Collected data

────────────────────────────────────────

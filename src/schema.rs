//! Record declarations: the explicit schema a parser is derived from.
//!
//! A schema is either built in code through the builder methods on
//! [`RecordSchema`] and [`FieldSpec`], returned by a type's [`Record`]
//! implementation, or deserialized from a JSON declaration.

use crate::value::Value;
use serde::de::DeserializeOwned;
use serde::{Deserialize, Deserializer};
use std::fmt;
use std::sync::Arc;
use thiserror::Error;

/// Errors in a record declaration, raised while building the parser and
/// before any argument is read.
#[derive(Debug, Error)]
pub enum ConfigError {
    #[error("failed to parse JSON schema: {0}")]
    ParseError(#[from] serde_json::Error),

    #[error("duplicate argument name: {0}")]
    DuplicateName(String),

    #[error("duplicate short option '-{short}' on field '{field}'")]
    DuplicateShortOption { field: String, short: char },

    #[error("field '{0}' collides with a reserved option name")]
    ReservedName(String),

    #[error("invalid short option '{value}' on field '{field}': expected '-' and one ASCII letter or digit")]
    InvalidShortOption { field: String, value: String },

    #[error("positional field '{0}' cannot have a short option")]
    PositionalWithShortOption(String),

    #[error("field '{0}' cannot be both positional and a flag pair")]
    PositionalFlags(String),

    #[error("'as_flags' requires a bool field, but '{0}' is not one")]
    FlagsOnNonBool(String),

    #[error("nested record field '{0}' cannot be positional")]
    PositionalRecord(String),

    #[error("cannot have multiple subcommand fields: '{0}' is the second one on the same parser")]
    MultipleSubcommands(String),

    #[error("duplicate subcommand name '{name}' in field '{field}'")]
    DuplicateSubcommandName { field: String, name: String },

    #[error("union on field '{0}' mixes record and non-record members")]
    MixedUnion(String),

    #[error("literal on field '{0}' mixes values of different types")]
    MixedLiteral(String),

    #[error("field '{0}' declares an empty set of choices")]
    EmptyChoices(String),

    #[error("type {ty} of field '{field}' cannot be converted from a single argument")]
    UnsupportedType { field: String, ty: String },

    #[error("unknown encoding '{encoding}' on field '{field}'")]
    UnknownEncoding { field: String, encoding: String },

    #[error("required positional field '{0}' follows an optional positional")]
    RequiredPositionalAfterOptional(String),

    #[error("positional list field '{0}' must be the last positional")]
    PositionalListNotLast(String),
}

/// A converter supplied through the `parser` metadata.
///
/// Its output is never checked against the field's declared type.
#[derive(Clone)]
pub struct CustomParser {
    name: String,
    func: Arc<dyn Fn(&str) -> Result<Value, String> + Send + Sync>,
}

impl CustomParser {
    pub fn new<F>(name: impl Into<String>, func: F) -> Self
    where
        F: Fn(&str) -> Result<Value, String> + Send + Sync + 'static,
    {
        Self {
            name: name.into(),
            func: Arc::new(func),
        }
    }

    pub fn name(&self) -> &str {
        &self.name
    }

    pub fn call(&self, input: &str) -> Result<Value, String> {
        (self.func)(input)
    }
}

impl fmt::Debug for CustomParser {
    fn fmt(&self, f: &mut fmt::Formatter<'_>) -> fmt::Result {
        f.debug_tuple("CustomParser").field(&self.name).finish()
    }
}

/// Declared type of a field.
#[derive(Debug, Clone, Deserialize)]
#[serde(rename_all = "lowercase")]
pub enum FieldType {
    Str,
    Int,
    Float,
    Bool,
    Path,
    Bytes,
    Date,
    DateTime,
    /// An enumeration matched by exact member name.
    Enum { name: String, members: Vec<String> },
    /// A fixed set of primitive values of one kind.
    Literal(Vec<Value>),
    List(Box<FieldType>),
    Optional(Box<FieldType>),
    Union(Vec<FieldType>),
    Record(RecordSchema),
}

impl FieldType {
    pub fn list(element: FieldType) -> Self {
        FieldType::List(Box::new(element))
    }

    pub fn optional(inner: FieldType) -> Self {
        FieldType::Optional(Box::new(inner))
    }

    pub fn enumeration<I, S>(name: impl Into<String>, members: I) -> Self
    where
        I: IntoIterator<Item = S>,
        S: Into<String>,
    {
        FieldType::Enum {
            name: name.into(),
            members: members.into_iter().map(Into::into).collect(),
        }
    }

    /// The schema of a nested record type.
    pub fn record<R: Record>() -> Self {
        FieldType::Record(R::schema())
    }

    /// The record a field of this type nests: a record, or a union whose
    /// only member is a record, optional or not.
    pub fn nested_record(&self) -> Option<&RecordSchema> {
        match self.unwrap_optional() {
            FieldType::Record(schema) => Some(schema),
            FieldType::Union(members) if members.len() == 1 => members[0].nested_record(),
            _ => None,
        }
    }

    /// Strip any number of `Optional` wrappers.
    pub fn unwrap_optional(&self) -> &FieldType {
        match self {
            FieldType::Optional(inner) => inner.unwrap_optional(),
            other => other,
        }
    }

    /// Name used in conversion error messages, e.g. `invalid int value`.
    pub fn display_name(&self) -> String {
        match self {
            FieldType::Str => "str".to_string(),
            FieldType::Int => "int".to_string(),
            FieldType::Float => "float".to_string(),
            FieldType::Bool => "bool".to_string(),
            FieldType::Path => "path".to_string(),
            FieldType::Bytes => "bytes".to_string(),
            FieldType::Date => "date".to_string(),
            FieldType::DateTime => "datetime".to_string(),
            FieldType::Enum { name, .. } => name.clone(),
            FieldType::Literal(values) => {
                let parts: Vec<String> = values.iter().map(|v| v.to_string()).collect();
                format!("Literal[{}]", parts.join(", "))
            }
            FieldType::List(inner) => format!("list[{}]", inner.display_name()),
            FieldType::Optional(inner) => format!("{} | None", inner.display_name()),
            FieldType::Union(members) => {
                let parts: Vec<String> = members.iter().map(|m| m.display_name()).collect();
                parts.join(" | ")
            }
            FieldType::Record(schema) => schema.name.clone(),
        }
    }
}

/// Per-field metadata overrides.
#[derive(Debug, Clone, Default, Deserialize)]
#[serde(default)]
pub struct FieldMeta {
    /// Leave the field out of the parser; it keeps its default.
    pub ignore_arg: bool,
    /// Render a bool as `--name` / `--no-name`.
    pub as_flags: bool,
    /// Custom converter, only available when declaring in code.
    #[serde(skip)]
    pub parser: Option<CustomParser>,
    pub positional: bool,
    /// Short alias such as `-x`.
    pub short_option: Option<String>,
    pub help: Option<String>,
    pub metavar: Option<String>,
    /// strftime pattern for date and datetime fields.
    pub date_format: Option<String>,
    /// Encoding for bytes fields (default utf-8).
    pub encoding: Option<String>,
}

/// One declared field.
#[derive(Debug, Clone, Deserialize)]
pub struct FieldSpec {
    pub name: String,
    #[serde(rename = "type")]
    pub ty: FieldType,
    /// Static default; `None` means the field is required.
    #[serde(default, deserialize_with = "present_value")]
    pub default: Option<Value>,
    #[serde(flatten)]
    pub meta: FieldMeta,
}

/// Keeps an explicit JSON `null` default distinct from a missing one.
fn present_value<'de, D>(deserializer: D) -> Result<Option<Value>, D::Error>
where
    D: Deserializer<'de>,
{
    Value::deserialize(deserializer).map(Some)
}

impl FieldSpec {
    pub fn new(name: impl Into<String>, ty: FieldType) -> Self {
        Self {
            name: name.into(),
            ty,
            default: None,
            meta: FieldMeta::default(),
        }
    }

    pub fn default(mut self, value: impl Into<Value>) -> Self {
        self.default = Some(value.into());
        self
    }

    pub fn help(mut self, help: impl Into<String>) -> Self {
        self.meta.help = Some(help.into());
        self
    }

    pub fn metavar(mut self, metavar: impl Into<String>) -> Self {
        self.meta.metavar = Some(metavar.into());
        self
    }

    pub fn short_option(mut self, short: impl Into<String>) -> Self {
        self.meta.short_option = Some(short.into());
        self
    }

    pub fn positional(mut self) -> Self {
        self.meta.positional = true;
        self
    }

    pub fn as_flags(mut self) -> Self {
        self.meta.as_flags = true;
        self
    }

    pub fn ignore_arg(mut self) -> Self {
        self.meta.ignore_arg = true;
        self
    }

    pub fn parser<F>(mut self, name: impl Into<String>, func: F) -> Self
    where
        F: Fn(&str) -> Result<Value, String> + Send + Sync + 'static,
    {
        self.meta.parser = Some(CustomParser::new(name, func));
        self
    }

    pub fn date_format(mut self, format: impl Into<String>) -> Self {
        self.meta.date_format = Some(format.into());
        self
    }

    pub fn encoding(mut self, encoding: impl Into<String>) -> Self {
        self.meta.encoding = Some(encoding.into());
        self
    }

    pub fn is_required(&self) -> bool {
        self.default.is_none()
    }
}

/// A declared record type.
#[derive(Debug, Clone, Deserialize)]
pub struct RecordSchema {
    pub name: String,
    pub description: Option<String>,
    #[serde(default)]
    pub fields: Vec<FieldSpec>,
}

impl RecordSchema {
    pub fn new(name: impl Into<String>) -> Self {
        Self {
            name: name.into(),
            description: None,
            fields: Vec::new(),
        }
    }

    pub fn description(mut self, description: impl Into<String>) -> Self {
        self.description = Some(description.into());
        self
    }

    pub fn field(mut self, field: FieldSpec) -> Self {
        self.fields.push(field);
        self
    }

    /// Parse a JSON declaration into a schema.
    pub fn from_json(json: &str) -> Result<RecordSchema, ConfigError> {
        let schema: RecordSchema = serde_json::from_str(json)?;
        Ok(schema)
    }

    /// Check the declaration by building a parser from it.
    pub fn validate(&self) -> Result<(), ConfigError> {
        crate::builder::build(self, &crate::parser::ParseOptions::default()).map(|_| ())
    }

    /// The instance made of leaf defaults only, or `None` if any non-ignored
    /// leaf is required.
    pub fn default_instance(&self) -> Option<crate::value::Instance> {
        let mut instance = crate::value::Instance::new(self.name.clone());
        for field in &self.fields {
            let value = match (field.ty.nested_record(), &field.default) {
                (Some(nested), _) if !field.meta.ignore_arg => Value::Record(nested.default_instance()?),
                (_, Some(default)) => default.clone(),
                (_, None) if field.meta.ignore_arg => continue,
                (_, None) => return None,
            };
            instance.fields.insert(field.name.clone(), value);
        }
        Some(instance)
    }
}

/// A Rust type with a declared schema that serde can rebuild from an
/// assembled instance.
pub trait Record: DeserializeOwned {
    fn schema() -> RecordSchema;
}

────────────────────────────────────────

• [Task directions]: A verbatim transcription is required of the lines from the one with "pub fn description(mut" through the final line of the entries above, and of nothing else.

• [Written solution]:
    pub fn description(mut self, description: impl Into<String>) -> Self {
        self.description = Some(description.into());
        self
    }

    pub fn field(mut self, field: FieldSpec) -> Self {
        self.fields.push(field);
        self
    }

    /// Parse a JSON declaration into a schema.
    pub fn from_json(json: &str) -> Result<RecordSchema, ConfigError> {
        let schema: RecordSchema = serde_json::from_str(json)?;
        Ok(schema)
    }

    /// Check the declaration by building a parser from it.
    pub fn validate(&self) -> Result<(), ConfigError> {
        crate::builder::build(self, &crate::parser::ParseOptions::default()).map(|_| ())
    }

    /// The instance made of leaf defaults only, or `None` if any non-ignored
    /// leaf is required.
    pub fn default_instance(&self) -> Option<crate::value::Instance> {
        let mut instance = crate::value::Instance::new(self.name.clone());
        for field in &self.fields {
            let value = match (field.ty.nested_record(), &field.default) {
                (Some(nested), _) if !field.meta.ignore_arg => Value::Record(nested.default_instance()?),
                (_, Some(default)) => default.clone(),
                (_, None) if field.meta.ignore_arg => continue,
                (_, None) => return None,
            };
            instance.fields.insert(field.name.clone(), value);
        }
        Some(instance)
    }
}

/// A Rust type with a declared schema that serde can rebuild from an
/// assembled instance.
pub trait Record: DeserializeOwned {
    fn schema() -> RecordSchema;
}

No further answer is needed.